Digámoslo alto y claro desde el principio: Nunca apagues la luz (2016) es una película de terror que da miedo de verdad. Y esto, en una época en la que el género está infectado de remakes insufribles, cintas que más que miedo dan risa y otras que pretenden ser tan falsamente vanguardistas que olvidan que el principal objetivo de una cinta de terror es que el espectador se retuerza en la butaca, es de especial agradecer. El director David F. Sandberg, que debuta en el largometraje con la adaptación de un corto dirigido por él –Lights out (2013)- nos regala una película confeccionada para que los amantes del cine de terror nos lo pasemos pipa. Y, como sabe que el público de este tipo de productos es de todo menos paciente, empieza a disparar sustos, sangre y dinamita desde el primer minuto. El cineasta sueco, que aplica la máxima de lo bueno si breve nos veces bueno -la acción queda condensada en apenas hora y cuarto- no se va por las ramas y desde el primer segundo comienza a darle a su público lo que pide. Parece poco, pero no lo es. Y más en un género en el que parecía que había que acostumbrarse a que transcurriera el ecuador de la película para encontrar un susto, por mínimo que fuera. La afilada capacidad de provocar miedo es algo de lo que cada vez más carecen las películas de terror y este es, precisamente, uno de los platos fuertes de un film del que el propio director ya está preparando la secuela.

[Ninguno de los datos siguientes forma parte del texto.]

//! Full-season loading: walks every week of the NFL and CFB regular seasons,
//! fetching, extracting, and loading each one, with a JSON checkpoint so an
//! interrupted run resumes where it left off.

use anyhow::Result;
use chrono::Utc;
use serde::{Deserialize, Serialize};
use sqlx::SqlitePool;
use std::path::{Path, PathBuf};
use std::time::Duration;

use crate::db::{self, Destination};
use crate::models::League;
use crate::parsers::{cfb, common, nfl_boxscore, nfl_game_ids};
use crate::services::fetch::Fetcher;

const NFL_WEEKS: std::ops::RangeInclusive<i32> = 1..=18;
const CFB_WEEKS: std::ops::RangeInclusive<i32> = 1..=15;

const DELAY_BETWEEN_WEEKS: Duration = Duration::from_secs(5);
const DELAY_BETWEEN_CALLS: Duration = Duration::from_secs(2);

/// Checkpoint written after every completed week.
#[derive(Debug, Default, Serialize, Deserialize)]
pub struct Progress {
    pub year: i32,
    pub nfl_completed: Vec<i32>,
    pub cfb_completed: Vec<i32>,
    pub total_records_loaded: usize,
    pub last_updated: String,
}

impl Progress {
    pub fn load(path: &Path, year: i32) -> Result<Progress> {
        if path.exists() {
            let raw = std::fs::read_to_string(path)?;
            let progress: Progress = serde_json::from_str(&raw)?;
            if progress.year == year {
                tracing::info!(
                    nfl_done = progress.nfl_completed.len(),
                    cfb_done = progress.cfb_completed.len(),
                    "resuming from checkpoint"
                );
                return Ok(progress);
            }
            tracing::info!(
                checkpoint_year = progress.year,
                requested_year = year,
                "checkpoint is for a different season, starting fresh"
            );
        }
        Ok(Progress {
            year,
            ..Default::default()
        })
    }

    pub fn save(&mut self, path: &Path) -> Result<()> {
        self.last_updated = Utc::now().to_rfc3339();
        if let Some(parent) = path.parent() {
            if !parent.as_os_str().is_empty() {
                std::fs::create_dir_all(parent)?;
            }
        }
        std::fs::write(path, serde_json::to_string_pretty(self)?)?;
        Ok(())
    }
}

pub struct SeasonLoader {
    fetcher: Fetcher,
    pool: SqlitePool,
    progress: Progress,
    progress_path: PathBuf,
    year: i32,
}

impl SeasonLoader {
    pub fn new(
        fetcher: Fetcher,
        pool: SqlitePool,
        year: i32,
        progress_path: PathBuf,
    ) -> Result<Self> {
        let progress = Progress::load(&progress_path, year)?;
        Ok(SeasonLoader {
            fetcher,
            pool,
            progress,
            progress_path,
            year,
        })
    }

    /// Load the whole season for both leagues. A failed week is logged and
    /// skipped without a checkpoint entry, so the next run retries it.
    pub async fn run(&mut self) -> Result<()> {
        tracing::info!(year = self.year, "starting full season load");

        for week in NFL_WEEKS {
            if self.progress.nfl_completed.contains(&week) {
                tracing::info!(week, "NFL week already loaded, skipping");
                continue;
            }
            match self.load_nfl_week(week).await {
                Ok(loaded) => {
                    self.progress.nfl_completed.push(week);
                    self.progress.total_records_loaded += loaded;
                    self.progress.save(&self.progress_path)?;
                }
                Err(e) => tracing::error!(week, "NFL week failed: {e}"),
            }
            tokio::time::sleep(DELAY_BETWEEN_WEEKS).await;
        }

        for week in CFB_WEEKS {
            if self.progress.cfb_completed.contains(&week) {
                tracing::info!(week, "CFB week already loaded, skipping");
                continue;
            }
            match self.load_cfb_week(week).await {
                Ok(loaded) => {
                    self.progress.cfb_completed.push(week);
                    self.progress.total_records_loaded += loaded;
                    self.progress.save(&self.progress_path)?;
                }
                Err(e) => tracing::error!(week, "CFB week failed: {e}"),
            }
            tokio::time::sleep(DELAY_BETWEEN_WEEKS).await;
        }

        tracing::info!(
            total_records = self.progress.total_records_loaded,
            "season load finished"
        );
        Ok(())
    }

    /// One NFL week: schedule first, then a boxscore per game. Games already
    /// in games_processed are skipped.
    pub async fn load_nfl_week(&self, week: i32) -> Result<usize> {
        let schedule = self.fetcher.fetch_nfl_schedule(self.year, week).await?;
        let game_list = nfl_game_ids::extract(&schedule, self.year, week)?;

        let mut loaded = 0;
        for game_id in &game_list.game_ids {
            if db::is_game_processed(&self.pool, game_id).await? {
                tracing::debug!(%game_id, "already processed, skipping");
                continue;
            }
            tokio::time::sleep(DELAY_BETWEEN_CALLS).await;

            let boxscore = match self.fetcher.fetch_nfl_boxscore(game_id).await {
                Ok(data) => data,
                Err(e) => {
                    tracing::warn!(%game_id, "boxscore fetch failed: {e}");
                    continue;
                }
            };

            let extraction = nfl_boxscore::extract(&boxscore, game_id, None, self.year)?;
            common::log_extraction_summary("nfl_boxscore", &extraction);

            let result =
                db::batch_insert(&self.pool, &extraction.records, Destination::PlayerStats)
                    .await?;
            loaded += result.inserted;

            db::upsert_game_processed(
                &self.pool,
                game_id,
                Some(week),
                self.year,
                League::Nfl,
                crate::models::Source::RapidApi,
            )
            .await?;
        }

        tracing::info!(week, loaded, "NFL week loaded");
        Ok(loaded)
    }

    pub async fn load_cfb_week(&self, week: i32) -> Result<usize> {
        let data = self.fetcher.fetch_cfb_week(self.year, week).await?;
        let extraction = cfb::extract(&data, self.year)?;
        common::log_extraction_summary("cfb", &extraction);

        let result =
            db::batch_insert(&self.pool, &extraction.records, Destination::PlayerStats).await?;

        for record in &extraction.records {
            if let Some(game_id) = &record.game_id {
                db::upsert_game_processed(
                    &self.pool,
                    game_id,
                    record.week,
                    record.season,
                    League::College,
                    crate::models::Source::CollegeFootballData,
                )
                .await?;
            }
        }

        tracing::info!(week, loaded = result.inserted, "CFB week loaded");
        Ok(result.inserted)
    }
}
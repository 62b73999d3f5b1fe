//! Standard metadata attached to every record before validation: the derived
//! player identifier and the season year recovered from a game timestamp.

use chrono::{Datelike, DateTime, NaiveDate, NaiveDateTime};
use sha2::{Digest, Sha256};

use crate::models::PlayerRecord;
use crate::parsers::validate::{self, validate_record, ValidationError};

/// Hex characters kept from the digest. Collisions are an accepted
/// trade-off at this length, the id is a join key, not a credential.
const PLAYER_ID_LEN: usize = 16;

/// Derive the stable join key for an athlete. Inputs are trimmed and
/// lowercased so case and whitespace differences at the source collapse to
/// one identity. Returns `None` when the name or team is missing or a
/// sentinel; callers must drop the record rather than invent an id.
pub fn derive_player_id(
    name: &str,
    team: &str,
    game_id: Option<&str>,
    league: Option<&str>,
) -> Option<String> {
    if validate::is_placeholder(name) || validate::is_placeholder(team) {
        return None;
    }

    let mut joined = format!(
        "{}_{}",
        name.trim().to_lowercase(),
        team.trim().to_lowercase()
    );
    if let Some(id) = game_id.map(str::trim).filter(|s| !s.is_empty()) {
        joined.push('_');
        joined.push_str(&id.to_lowercase());
    }
    if let Some(lg) = league.map(str::trim).filter(|s| !s.is_empty()) {
        joined.push('_');
        joined.push_str(&lg.to_lowercase());
    }

    let digest = Sha256::digest(joined.as_bytes());
    let hex = format!("{digest:x}");
    Some(hex[..PLAYER_ID_LEN].to_string())
}

/// Timestamp formats observed across the three vendors, tried in order.
/// RFC 3339 first since it is by far the most common.
const DATETIME_FORMATS: &[&str] = &[
    "%Y-%m-%dT%H:%M:%S%.fZ",
    "%Y-%m-%dT%H:%M:%SZ",
    "%Y-%m-%dT%H:%M:%S%.f",
    "%Y-%m-%dT%H:%M:%S",
    "%Y-%m-%d %H:%M:%S%.f",
    "%Y-%m-%d %H:%M:%S",
    "%m/%d/%Y %H:%M:%S",
    "%m/%d/%Y %H:%M",
    "%m/%d/%y %H:%M",
];

const DATE_FORMATS: &[&str] = &["%Y-%m-%d", "%m/%d/%Y", "%m/%d/%y", "%Y%m%d", "%B %d, %Y", "%b %d, %Y"];

/// Pull the season year out of a vendor timestamp, falling back to
/// `default_year` when nothing parses. Total, never fails.
pub fn season_from_datetime(raw: &str, default_year: i32) -> i32 {
    let trimmed = raw.trim();
    if trimmed.is_empty() {
        return default_year;
    }

    if let Ok(dt) = DateTime::parse_from_rfc3339(trimmed) {
        return dt.year();
    }
    for fmt in DATETIME_FORMATS {
        if let Ok(dt) = NaiveDateTime::parse_from_str(trimmed, fmt) {
            return dt.year();
        }
    }
    for fmt in DATE_FORMATS {
        if let Ok(d) = NaiveDate::parse_from_str(trimmed, fmt) {
            return d.year();
        }
    }
    // Bare year strings show up in some CFB payloads.
    if let Ok(year) = trimmed.parse::<i32>() {
        if (validate::SEASON_MIN..=validate::SEASON_MAX).contains(&year) {
            return year;
        }
    }
    default_year
}

/// Finish a record: derive season and player_id, then run the validator
/// pipeline. `Err` carries the reason the record must be dropped.
pub fn enrich(
    mut record: PlayerRecord,
    default_year: i32,
) -> Result<PlayerRecord, ValidationError> {
    record.season = record
        .game_time
        .as_deref()
        .map(|t| season_from_datetime(t, default_year))
        .unwrap_or(default_year);

    let player_id = derive_player_id(
        &record.player_name,
        &record.team,
        record.game_id.as_deref(),
        Some(record.league.as_str()),
    )
    .ok_or_else(|| ValidationError::IdentityUnresolved {
        player: record.player_name.clone(),
        team: record.team.clone(),
    })?;
    record.player_id = player_id;

    validate_record(&record)?;
    Ok(record)
}

#[cfg(test)]
mod tests {
    use super::*;
    use crate::models::{League, Position, Source};

    #[test]
    fn derive_is_deterministic_and_normalizing() {
        let a = derive_player_id("Justin Jefferson", "MIN", Some("401547"), Some("nfl"));
        let b = derive_player_id("  justin jefferson ", "min", Some("401547"), Some("NFL"));
        assert_eq!(a, b);
        let id = a.unwrap();
        assert_eq!(id.len(), 16);
        assert!(id.bytes().all(|c| c.is_ascii_hexdigit()));
    }

    #[test]
    fn derive_varies_with_inputs() {
        let a = derive_player_id("Justin Jefferson", "MIN", None, None);
        let b = derive_player_id("Justin Jefferson", "GB", None, None);
        assert_ne!(a, b);
    }

    #[test]
    fn derive_refuses_sentinel_identity() {
        assert!(derive_player_id("TBD", "MIN", None, None).is_none());
        assert!(derive_player_id("Justin Jefferson", "Unknown Team", None, None).is_none());
        assert!(derive_player_id("", "MIN", None, None).is_none());
    }

    #[test]
    fn season_extraction_handles_common_formats() {
        assert_eq!(season_from_datetime("2023-09-10T20:20:00Z", 2020), 2023);
        assert_eq!(season_from_datetime("2024-10-05 15:30:00", 2020), 2024);
        assert_eq!(season_from_datetime("9/10/2023 13:00", 2020), 2023);
        assert_eq!(season_from_datetime("2022-01-09", 2020), 2022);
        assert_eq!(season_from_datetime("garbage", 2023), 2023);
        assert_eq!(season_from_datetime("", 2021), 2021);
    }

    #[test]
    fn enrich_fills_metadata_and_validates() {
        let mut record = PlayerRecord::new(
            "Justin Jefferson",
            "MIN",
            "GB",
            Position::Wr,
            "receiving",
            League::Nfl,
            Source::RapidApi,
        );
        record.game_time = Some("2023-09-10T20:20:00Z".to_string());
        record.receiving_yards = Some(150);

        let enriched = enrich(record, 2020).unwrap();
        assert_eq!(enriched.season, 2023);
        assert_eq!(enriched.player_id.len(), 16);
    }

    #[test]
    fn enrich_drops_unresolvable_identity() {
        let record = PlayerRecord::new(
            "Unknown Player",
            "MIN",
            "GB",
            Position::Wr,
            "receiving",
            League::Nfl,
            Source::RapidApi,
        );
        assert!(matches!(
            enrich(record, 2023),
            Err(ValidationError::IdentityUnresolved { .. })
        ));
    }
}
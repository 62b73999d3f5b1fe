//! College Football Data extractor. The payload is an array of games, each
//! with a `teams` list carrying per-category, per-stat athlete lines:
//! `teams[].statistics[].types[].athletes[]`.

use std::collections::HashMap;

use serde_json::Value;

use crate::models::{Extraction, League, PlayerRecord, Position, Source};
use crate::parsers::common::{
    convert_stat_json, get_list, parse_completions_attempts, ParserError,
};
use crate::parsers::metadata;
use crate::parsers::position::{self, StatProfile};

/// One athlete's accumulating line within a game, keyed below by
/// (player, team, game_id) so stats from several categories land on the
/// same record.
#[derive(Debug, Default)]
struct PendingRecord {
    opponent: String,
    week: Option<i32>,
    game_time: Option<String>,
    categories: Vec<String>,
    passing_yards: Option<i64>,
    completions: Option<i64>,
    attempts: Option<i64>,
    passing_touchdowns: Option<i64>,
    interceptions: Option<i64>,
    receiving_yards: Option<i64>,
    receptions: Option<i64>,
    receiving_touchdowns: Option<i64>,
    longest_reception: Option<i64>,
    rushing_yards: Option<i64>,
    rushing_attempts: Option<i64>,
    rushing_touchdowns: Option<i64>,
}

impl PendingRecord {
    fn note_category(&mut self, category: &str) {
        if !self.categories.iter().any(|c| c == category) {
            self.categories.push(category.to_string());
        }
    }

    fn apply_stat(&mut self, category: &str, stat_name: &str, raw: &Value) {
        let value = convert_stat_json(raw);
        let as_int = value.as_ref().and_then(|v| v.as_int());

        match (category, stat_name) {
            ("passing", "YDS") => self.passing_yards = as_int,
            ("passing", "C/ATT") => {
                if let Some(text) = raw.as_str() {
                    if let Some((c, a)) = parse_completions_attempts(text) {
                        self.completions = Some(c);
                        self.attempts = Some(a);
                    }
                }
            }
            ("passing", "TD") => self.passing_touchdowns = as_int,
            ("passing", "INT") => self.interceptions = as_int,
            ("receiving", "YDS") => self.receiving_yards = as_int,
            ("receiving", "REC") => self.receptions = as_int,
            ("receiving", "TD") => self.receiving_touchdowns = as_int,
            ("receiving", "LONG") => self.longest_reception = as_int,
            ("rushing", "YDS") => self.rushing_yards = as_int,
            ("rushing", "CAR") => self.rushing_attempts = as_int,
            ("rushing", "TD") => self.rushing_touchdowns = as_int,
            _ => {}
        }
    }

    /// Primary category for position classification: passing beats
    /// receiving beats rushing when an athlete appears in several.
    fn primary_category(&self) -> &str {
        for preferred in ["passing", "receiving", "rushing"] {
            if self.categories.iter().any(|c| c == preferred) {
                return preferred;
            }
        }
        self.categories.first().map_or("", String::as_str)
    }
}

fn str_field<'a>(obj: &'a Value, key: &str) -> Option<&'a str> {
    obj.get(key).and_then(Value::as_str).map(str::trim).filter(|s| !s.is_empty())
}

/// Game ids arrive as numbers or strings depending on endpoint version.
fn id_field(obj: &Value, key: &str) -> Option<String> {
    match obj.get(key)? {
        Value::String(s) if !s.trim().is_empty() => Some(s.trim().to_string()),
        Value::Number(n) => Some(n.to_string()),
        _ => None,
    }
}

/// Extract per-game player stat records from one CFB games document.
pub fn extract(data: &Value, default_year: i32) -> Result<Extraction, ParserError> {
    let games = data.as_array().ok_or_else(|| ParserError::UnexpectedShape {
        context: "CFB stats".to_string(),
        expected: "a top-level array of games".to_string(),
    })?;

    let mut extraction = Extraction::default();
    let mut pending: HashMap<(String, String, String), PendingRecord> = HashMap::new();

    for game in games {
        extraction.processed += 1;

        let game_id = match id_field(game, "id") {
            Some(id) => id,
            None => {
                extraction.errors.push("game without an id, skipped".to_string());
                continue;
            }
        };
        let week = game.get("week").and_then(Value::as_i64).map(|w| w as i32);
        let game_time = str_field(game, "start_time").map(str::to_string);

        let teams = get_list(game, "teams");
        for team in teams {
            let team_name = str_field(team, "school").unwrap_or("Unknown Team");
            let opponent = teams
                .iter()
                .filter_map(|other| str_field(other, "school"))
                .find(|school| *school != team_name)
                .unwrap_or("Unknown Opponent");

            for category in get_list(team, "statistics") {
                let category_name = str_field(category, "name").unwrap_or("").to_lowercase();
                for stat_type in get_list(category, "types") {
                    let stat_name = str_field(stat_type, "name").unwrap_or("");
                    for athlete in get_list(stat_type, "athletes") {
                        let player_name = match str_field(athlete, "name") {
                            Some(name) => name,
                            None => {
                                extraction
                                    .errors
                                    .push(format!("athlete without a name in game {game_id}"));
                                continue;
                            }
                        };
                        let raw_stat = athlete.get("stat").cloned().unwrap_or(Value::Null);

                        let key = (
                            player_name.to_string(),
                            team_name.to_string(),
                            game_id.clone(),
                        );
                        let record = pending.entry(key).or_insert_with(|| PendingRecord {
                            opponent: opponent.to_string(),
                            week,
                            game_time: game_time.clone(),
                            ..Default::default()
                        });
                        record.note_category(&category_name);
                        record.apply_stat(&category_name, stat_name, &raw_stat);
                    }
                }
            }
        }
    }

    // Second pass: classify, gate, enrich.
    let mut entries: Vec<_> = pending.into_iter().collect();
    entries.sort_by(|a, b| a.0.cmp(&b.0));

    for ((player_name, team, game_id), p) in entries {
        let category = p.primary_category().to_string();
        let pos = position::classify(
            &category,
            &player_name,
            StatProfile {
                receptions: p.receptions,
                receiving_yards: p.receiving_yards,
            },
        );
        if pos == Position::Unk {
            extraction
                .errors
                .push(format!("could not classify position for \"{player_name}\""));
            continue;
        }

        let mut record = PlayerRecord::new(
            &player_name,
            &team,
            &p.opponent,
            pos,
            &category,
            League::College,
            Source::CollegeFootballData,
        );
        record.game_id = Some(game_id);
        record.week = p.week;
        record.game_time = p.game_time;
        record.passing_yards = p.passing_yards;
        record.completions = p.completions;
        record.attempts = p.attempts;
        record.passing_touchdowns = p.passing_touchdowns;
        record.interceptions = p.interceptions;
        record.receiving_yards = p.receiving_yards;
        record.receptions = p.receptions;
        record.receiving_touchdowns = p.receiving_touchdowns;
        record.longest_reception = p.longest_reception;
        record.rushing_yards = p.rushing_yards;
        record.rushing_attempts = p.rushing_attempts;
        record.rushing_touchdowns = p.rushing_touchdowns;

        if !record.has_meaningful_stats() {
            extraction.errors.push(format!(
                "\"{}\" ({}) carries no meaningful {} stats",
                record.player_name, record.team, record.stat_type
            ));
            continue;
        }

        match metadata::enrich(record, default_year) {
            Ok(enriched) => extraction.records.push(enriched),
            Err(reason) => extraction.errors.push(reason.to_string()),
        }
    }

    Ok(extraction)
}

#[cfg(test)]
mod tests {
    use super::*;
    use serde_json::json;

    fn two_team_game() -> Value {
        json!([
            {
                "id": 401520123,
                "week": 3,
                "start_time": "2023-09-16T19:30:00Z",
                "teams": [
                    {
                        "school": "Georgia",
                        "statistics": [
                            {
                                "name": "passing",
                                "types": [
                                    {
                                        "name": "YDS",
                                        "athletes": [
                                            {"id": "a1", "name": "Carson Beck", "stat": "250"}
                                        ]
                                    },
                                    {
                                        "name": "C/ATT",
                                        "athletes": [
                                            {"id": "a1", "name": "Carson Beck", "stat": "24/35"}
                                        ]
                                    }
                                ]
                            }
                        ]
                    },
                    {
                        "school": "South Carolina",
                        "statistics": []
                    }
                ]
            }
        ])
    }

    #[test]
    fn qb_record_from_two_team_game() {
        let extraction = extract(&two_team_game(), 2020).unwrap();
        assert_eq!(extraction.records.len(), 1);

        let record = &extraction.records[0];
        assert_eq!(record.position, Position::Qb);
        assert_eq!(record.passing_yards, Some(250));
        assert_eq!(record.completions, Some(24));
        assert_eq!(record.attempts, Some(35));
        assert_eq!(record.team, "Georgia");
        assert_eq!(record.opponent, "South Carolina");
        assert_ne!(record.team, record.opponent);
        assert_eq!(record.league, League::College);
        assert_eq!(record.season, 2023);
        assert_eq!(record.week, Some(3));
    }

    #[test]
    fn categories_accumulate_onto_one_record() {
        let mut payload = two_team_game();
        payload[0]["teams"][0]["statistics"]
            .as_array_mut()
            .unwrap()
            .push(json!({
                "name": "rushing",
                "types": [
                    {"name": "YDS", "athletes": [{"id": "a1", "name": "Carson Beck", "stat": "32"}]}
                ]
            }));

        let extraction = extract(&payload, 2020).unwrap();
        assert_eq!(extraction.records.len(), 1);
        let record = &extraction.records[0];
        assert_eq!(record.position, Position::Qb);
        assert_eq!(record.rushing_yards, Some(32));
    }

    #[test]
    fn non_array_payload_is_fatal() {
        assert!(extract(&json!({"games": []}), 2023).is_err());
    }

    #[test]
    fn statless_athlete_is_dropped_with_error() {
        let payload = json!([
            {
                "id": 1,
                "week": 1,
                "start_time": "2023-09-02T16:00:00Z",
                "teams": [
                    {
                        "school": "Michigan",
                        "statistics": [
                            {
                                "name": "receiving",
                                "types": [
                                    {"name": "AVG", "athletes": [{"id": "a2", "name": "Roman Wilson", "stat": "11.5"}]}
                                ]
                            }
                        ]
                    },
                    {"school": "Ohio State", "statistics": []}
                ]
            }
        ]);
        let extraction = extract(&payload, 2023).unwrap();
        assert!(extraction.records.is_empty());
        assert_eq!(extraction.errors.len(), 1);
    }
}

La trama gira en torno al personaje de Rebecca (Teresa Palmer), una joven aterrorizada desde pequeña por Diana, un espectro que sólo se deja ver en la oscuridad y que tiene una especial vinculación con su madre (Maria Bello). Una vez adulta, Rebecca descubrirá que este ser tan extraño como terrorífico tiene un nuevo objetivo: su hermano pequeño, Martin. Cierto es que el guión no está lo suficientemente trabajo, y que éste se sustenta en una idea simplona resuelta en un desenlace pobre y sin garra, pero esto no es incompatible para que la película nos tenga en vilo durante sus escasos 80 minutos, rezando prácticamente para que la luz no se apague y volvamos a aterrorizarnos con un espectro, por otro lado, realmente conseguido -a la mente me vienen esas otras películas de terror a las que parece que hay suplicarle al director para que nos muestre en pantalla al monstruo, al fantasma, al asesino en serie o lo que quiera que sea que provoca el mal…-. Otro punto a su favor, por tanto, junto con la anteriormente señalada capacidad de síntesis.
A destacar la estimable labor de producción de James Wan, uno de los máximos renovadores del cine de terror de los últimos años gracias a títulos como Expediente Warren: The Conjuring y su secuela o la saga Insidious. El realizador, con una trayectoria intachable a sus espaldas, acierta al producir una cinta que bien podría haber sido firmada por él por hablar de terrores cotidianos, de los miedos más primarios del ser humano -en este caso, de la oscuridad-. Además de lo cuidada que está técnicamente, los sustos están realmente bien conseguidos, y eso a pesar de que nadie puede negar que Nunca apagues la luz abusa de los más tópicos recursos de las cintas de terror para dar miedo -repentinas ráfagas de música, puertas que se abren solas, sótanos oscuros-, pero son precisamente estos recursos los que los devotos del género reclamamos por activa y por pasiva. Al igual que agradezco que dentro del cine de terror haya películas de corte independiente como It follows (2014) o La bruja (2015), y otras de corte más visceral como El infierno verde (2013) o Saw (2004), también me satisface que existan obras cuya máxima aspiración sea aterrorizarnos con el chirriar de una puerta o la incertidumbre de lo que se esconderá al doblar el pasillo. Evidentemente, dentro de cada uno de estos subgéneros, habrá películas mejores y peores, pero el film de Sandberg está dentro del primer grupo. A la mente me vienen dos escenas que justifican por sí solas la película: esa habitación iluminada intermitentemente por una luz roja proveniente de la calle y esa otra del niño protagonista andando con el pasillo con una vela que, ay dios, en cualquier momento y con cualquier mínima ráfaga de aire se puede apagar… y estallar la locura.
La película será un jarro de agua fría para los que esperen algo diferente, algo nunca visto en el género. Nunca apagues la luz es plenamente consciente que no inventa nada nuevo y que abusa de todo lo habido por haber, pero precisamente por esto nos gusta. Porque algo aparentemente tan sencillo de hacer y tan simple es cada vez menos habitual. La película no aporta nada nuevo al cine de terror, es cierto, pero no lo necesita. Y nadie se lo pide. Aunque la obra se sitúa lejos de las grandes películas de terror de los últimos años, estamos sin duda ante uno de los mejores escalofríos de este 2016 cinematográfico.